* Work instruction *
Give every entry again, exactly as it stands.

* Saved entries *

____

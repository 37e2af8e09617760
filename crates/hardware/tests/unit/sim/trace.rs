//! Tracer output tests.

use crate::common::harness::TestContext;
use mipsim_core::common::Address;
use mipsim_core::config::HazardUnit;
use mipsim_core::isa::disasm::disassemble;
use mipsim_core::sim::{TraceOptions, Tracer};
use pretty_assertions::assert_eq;

fn tracer(configure: impl FnOnce(&mut TraceOptions)) -> Tracer {
    let mut options = TraceOptions::default();
    configure(&mut options);
    Tracer::new(options)
}

#[test]
fn empty_options_trace_nothing() {
    let mut ctx = TestContext::new().load_asm(&["addiu $2, $0, 5"]);
    let _ = ctx.run(1);
    let t = Tracer::default();
    assert!(t.options().is_empty());
    assert!(t.lines(ctx.sim.state()).is_empty());
}

#[test]
fn fetch_pc_and_register_lines() {
    let mut ctx = TestContext::new().load_asm(&["addiu $2, $0, 5"]);
    let _ = ctx.run(1);
    let t = tracer(|o| {
        o.fetch = true;
        o.pc = true;
        o.trace_gp(2);
    });
    let base = ctx.reset_pc();
    let text = disassemble(ctx.peek(base), Address::new(base));
    assert_eq!(
        t.lines(ctx.sim.state()),
        vec![
            format!("Fetch: {text}"),
            "PC: 80020000".to_string(),
            "GP 2: 5".to_string(),
        ]
    );
}

#[test]
fn untraced_registers_are_silent() {
    let mut ctx = TestContext::new().load_asm(&["addiu $2, $0, 5"]);
    let _ = ctx.run(1);
    let t = tracer(|o| o.trace_gp(3));
    assert!(t.lines(ctx.sim.state()).is_empty());
}

#[test]
fn memory_accesses_are_traced_by_direction() {
    let mut ctx = TestContext::new().load_asm(&[
        "addiu $2, $0, 0x2a",
        "sw $2, 0x400($0)",
        "lw $3, 0x400($0)",
    ]);
    let t = tracer(|o| {
        o.mem_write = true;
        o.mem_read = true;
    });
    let mut lines = Vec::new();
    for _ in 0..3 {
        let _ = ctx.run(1);
        lines.extend(t.lines(ctx.sim.state()));
    }
    assert_eq!(lines, vec!["MEM[400]: WR 2a", "MEM[400]: RD 2a"]);
}

#[test]
fn hi_lo_writes() {
    let mut ctx = TestContext::new().load_asm(&[
        "addiu $1, $0, 3",
        "addiu $2, $0, 0x10",
        "divu $2, $1",
    ]);
    let _ = ctx.run(3);
    let t = tracer(|o| {
        o.hi = true;
        o.lo = true;
    });
    assert_eq!(t.lines(ctx.sim.state()), vec!["LO: 5", "HI: 1"]);
}

#[test]
fn bubbles_print_as_nop_and_exceptions_are_marked() {
    let mut ctx = TestContext::pipelined(HazardUnit::Forward).load_asm(&["break"]);
    let t = tracer(|o| {
        o.decode = true;
        o.memory = true;
    });
    let _ = ctx.run(1);
    assert_eq!(t.lines(ctx.sim.state()), vec!["Decode: nop", "Memory: nop"]);

    let _ = ctx.run(3);
    let base = ctx.reset_pc();
    let expected = format!("Memory: !{}", disassemble(ctx.peek(base), Address::new(base)));
    assert_eq!(t.lines(ctx.sim.state())[1], expected);
}

#[test]
fn write_cycle_emits_one_line_per_signal() {
    let mut ctx = TestContext::new().load_asm(&["addiu $2, $0, 5"]);
    let _ = ctx.run(1);
    let t = tracer(|o| {
        o.pc = true;
        o.trace_all_gp();
    });
    let mut sink = Vec::new();
    t.write_cycle(ctx.sim.state(), &mut sink).unwrap();
    assert_eq!(String::from_utf8(sink).unwrap(), "PC: 80020000\nGP 2: 5\n");
}
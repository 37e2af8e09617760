//! Simulated address type.
//!
//! This module defines the strong address type shared by the core, the caches and the
//! physical address space router. It provides:
//! 1. **Type Safety:** Keeps bus addresses apart from byte offsets and register values.
//! 2. **Arithmetic:** Wrapping offset arithmetic and alignment helpers.
//! 3. **Formatting:** Fixed-width hex rendering for traces and reports.

use serde::{Deserialize, Serialize};
use std::fmt;
use std::ops::{Add, AddAssign, Sub};

/// An address in the simulated physical address space.
///
/// The wrapped value is 64 bits wide so the type can back both 32-bit and 64-bit
/// machines; the MIPS32 core only ever constructs addresses from 32-bit values.
#[derive(
    Clone, Copy, Debug, Default, PartialEq, Eq, PartialOrd, Ord, Hash, Serialize, Deserialize,
)]
#[serde(transparent)]
pub struct Address(u64);

impl Address {
    /// Creates a new address from a raw value.
    ///
    /// # Arguments
    ///
    /// * `addr` - The raw address value.
    #[inline(always)]
    pub const fn new(addr: u64) -> Self {
        Self(addr)
    }

    /// The all-zero address.
    #[inline(always)]
    pub const fn null() -> Self {
        Self(0)
    }

    /// Returns the raw address value.
    #[inline(always)]
    pub const fn val(self) -> u64 {
        self.0
    }

    /// Returns the low 32 bits of the address.
    #[inline(always)]
    pub const fn as_u32(self) -> u32 {
        self.0 as u32
    }

    /// Returns `true` if the address is a multiple of `align` (a power of two).
    pub const fn is_aligned(self, align: u64) -> bool {
        self.0 & (align - 1) == 0
    }

    /// Rounds the address down to a multiple of `align` (a power of two).
    pub const fn align_down(self, align: u64) -> Self {
        Self(self.0 & !(align - 1))
    }

    /// Adds a byte offset, wrapping on overflow.
    pub const fn wrapping_add(self, offset: u64) -> Self {
        Self(self.0.wrapping_add(offset))
    }

    /// Subtracts a byte offset, wrapping on underflow.
    pub const fn wrapping_sub(self, offset: u64) -> Self {
        Self(self.0.wrapping_sub(offset))
    }

    /// Returns the byte distance from `base` to `self`.
    ///
    /// # Arguments
    ///
    /// * `base` - Start of the window the offset is relative to.
    pub const fn offset_from(self, base: Self) -> u64 {
        self.0.wrapping_sub(base.0)
    }
}

impl From<u32> for Address {
    fn from(value: u32) -> Self {
        Self(u64::from(value))
    }
}

impl Add<u64> for Address {
    type Output = Self;

    fn add(self, rhs: u64) -> Self {
        self.wrapping_add(rhs)
    }
}

impl AddAssign<u64> for Address {
    fn add_assign(&mut self, rhs: u64) {
        *self = self.wrapping_add(rhs);
    }
}

impl Sub<u64> for Address {
    type Output = Self;

    fn sub(self, rhs: u64) -> Self {
        self.wrapping_sub(rhs)
    }
}

impl Sub for Address {
    type Output = u64;

    fn sub(self, rhs: Self) -> u64 {
        self.offset_from(rhs)
    }
}

impl fmt::Display for Address {
    fn fmt(&self, f: &mut fmt::Formatter<'_>) -> fmt::Result {
        write!(f, "0x{:08x}", self.0)
    }
}

impl fmt::LowerHex for Address {
    fn fmt(&self, f: &mut fmt::Formatter<'_>) -> fmt::Result {
        fmt::LowerHex::fmt(&self.0, f)
    }
}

____

* Task result *
repository 37e2af8e09617760
filename crates/hardware/tests/unit/sim/trace.rs
//! Tracer output tests.

use crate::common::harness::TestContext;
use mipsim_core::common::Address;
use mipsim_core::config::HazardUnit;
use mipsim_core::isa::disasm::disassemble;
use mipsim_core::sim::{TraceOptions, Tracer};
use pretty_assertions::assert_eq;

fn tracer(configure: impl FnOnce(&mut TraceOptions)) -> Tracer {
    let mut options = TraceOptions::default();
    configure(&mut options);
    Tracer::new(options)
}

#[test]
fn empty_options_trace_nothing() {
    let mut ctx = TestContext::new().load_asm(&["addiu $2, $0, 5"]);
    let _ = ctx.run(1);
    let t = Tracer::default();
    assert!(t.options().is_empty());
    assert!(t.lines(ctx.sim.state()).is_empty());
}

#[test]
fn fetch_pc_and_register_lines() {
    let mut ctx = TestContext::new().load_asm(&["addiu $2, $0, 5"]);
    let _ = ctx.run(1);
    let t = tracer(|o| {
        o.fetch = true;
        o.pc = true;
        o.trace_gp(2);
    });
    let base = ctx.reset_pc();
    let text = disassemble(ctx.peek(base), Address::new(base));
    assert_eq!(
        t.lines(ctx.sim.state()),
        vec![
            format!("Fetch: {text}"),
            "PC: 80020000".to_string(),
            "GP 2: 5".to_string(),
        ]
    );
}

#[test]
fn untraced_registers_are_silent() {
    let mut ctx = TestContext::new().load_asm(&["addiu $2, $0, 5"]);
    let _ = ctx.run(1);
    let t = tracer(|o| o.trace_gp(3));
    assert!(t.lines(ctx.sim.state()).is_empty());
}

#[test]
fn memory_accesses_are_traced_by_direction() {
    let mut ctx = TestContext::new().load_asm(&[
        "addiu $2, $0, 0x2a",
        "sw $2, 0x400($0)",
        "lw $3, 0x400($0)",
    ]);
    let t = tracer(|o| {
        o.mem_write = true;
        o.mem_read = true;
    });
    let mut lines = Vec::new();
    for _ in 0..3 {
        let _ = ctx.run(1);
        lines.extend(t.lines(ctx.sim.state()));
    }
    assert_eq!(lines, vec!["MEM[400]: WR 2a", "MEM[400]: RD 2a"]);
}

#[test]
fn hi_lo_writes() {
    let mut ctx = TestContext::new().load_asm(&[
        "addiu $1, $0, 3",
        "addiu $2, $0, 0x10",
        "divu $2, $1",
    ]);
    let _ = ctx.run(3);
    let t = tracer(|o| {
        o.hi = true;
        o.lo = true;
    });
    assert_eq!(t.lines(ctx.sim.state()), vec!["LO: 5", "HI: 1"]);
}

#[test]
fn bubbles_print_as_nop_and_exceptions_are_marked() {
    let mut ctx = TestContext::pipelined(HazardUnit::Forward).load_asm(&["break"]);
    let t = tracer(|o| {
        o.decode = true;
        o.memory = true;
    });
    let _ = ctx.run(1);
    assert_eq!(t.lines(ctx.sim.state()), vec!["Decode: nop", "Memory: nop"]);

    let _ = ctx.run(3);
    let base = ctx.reset_pc();
    let expected = format!("Memory: !{}", disassemble(ctx.peek(base), Address::new(base)));
    assert_eq!(t.lines(ctx.sim.state())[1], expected);
}

#[test]
fn write_cycle_emits_one_line_per_signal() {
    let mut ctx = TestContext::new().load_asm(&["addiu $2, $0, 5"]);
    let _ = ctx.run(1);
    let t = tracer(|o| {
        o.pc = true;
        o.trace_all_gp();
    });
    let mut sink = Vec::new();
    t.write_cycle(ctx.sim.state(), &mut sink).unwrap();
    assert_eq!(String::from_utf8(sink).unwrap(), "PC: 80020000\nGP 2: 5\n");
}
repository 37e2af8e09617760
//! Simulated address type.
//!
//! This module defines the strong address type shared by the core, the caches and the
//! physical address space router. It provides:
//! 1. **Type Safety:** Keeps bus addresses apart from byte offsets and register values.
//! 2. **Arithmetic:** Wrapping offset arithmetic and alignment helpers.
//! 3. **Formatting:** Fixed-width hex rendering for traces and reports.

use serde::{Deserialize, Serialize};
use std::fmt;
use std::ops::{Add, AddAssign, Sub};

/// An address in the simulated physical address space.
///
/// The wrapped value is 64 bits wide so the type can back both 32-bit and 64-bit
/// machines; the MIPS32 core only ever constructs addresses from 32-bit values.
#[derive(
    Clone, Copy, Debug, Default, PartialEq, Eq, PartialOrd, Ord, Hash, Serialize, Deserialize,
)]
#[serde(transparent)]
pub struct Address(u64);

impl Address {
    /// Creates a new address from a raw value.
    ///
    /// # Arguments
    ///
    /// * `addr` - The raw address value.
    #[inline(always)]
    pub const fn new(addr: u64) -> Self {
        Self(addr)
    }

    /// The all-zero address.
    #[inline(always)]
    pub const fn null() -> Self {
        Self(0)
    }

    /// Returns the raw address value.
    #[inline(always)]
    pub const fn val(self) -> u64 {
        self.0
    }

    /// Returns the low 32 bits of the address.
    #[inline(always)]
    pub const fn as_u32(self) -> u32 {
        self.0 as u32
    }

    /// Returns `true` if the address is a multiple of `align` (a power of two).
    pub const fn is_aligned(self, align: u64) -> bool {
        self.0 & (align - 1) == 0
    }

    /// Rounds the address down to a multiple of `align` (a power of two).
    pub const fn align_down(self, align: u64) -> Self {
        Self(self.0 & !(align - 1))
    }

    /// Adds a byte offset, wrapping on overflow.
    pub const fn wrapping_add(self, offset: u64) -> Self {
        Self(self.0.wrapping_add(offset))
    }

    /// Subtracts a byte offset, wrapping on underflow.
    pub const fn wrapping_sub(self, offset: u64) -> Self {
        Self(self.0.wrapping_sub(offset))
    }

    /// Returns the byte distance from `base` to `self`.
    ///
    /// # Arguments
    ///
    /// * `base` - Start of the window the offset is relative to.
    pub const fn offset_from(self, base: Self) -> u64 {
        self.0.wrapping_sub(base.0)
    }
}

impl From<u32> for Address {
    fn from(value: u32) -> Self {
        Self(u64::from(value))
    }
}

impl Add<u64> for Address {
    type Output = Self;

    fn add(self, rhs: u64) -> Self {
        self.wrapping_add(rhs)
    }
}

impl AddAssign<u64> for Address {
    fn add_assign(&mut self, rhs: u64) {
        *self = self.wrapping_add(rhs);
    }
}

impl Sub<u64> for Address {
    type Output = Self;

    fn sub(self, rhs: u64) -> Self {
        self.wrapping_sub(rhs)
    }
}

impl Sub for Address {
    type Output = u64;

    fn sub(self, rhs: Self) -> u64 {
        self.offset_from(rhs)
    }
}

impl fmt::Display for Address {
    fn fmt(&self, f: &mut fmt::Formatter<'_>) -> fmt::Result {
        write!(f, "0x{:08x}", self.0)
    }
}

impl fmt::LowerHex for Address {
    fn fmt(&self, f: &mut fmt::Formatter<'_>) -> fmt::Result {
        fmt::LowerHex::fmt(&self.0, f)
    }
}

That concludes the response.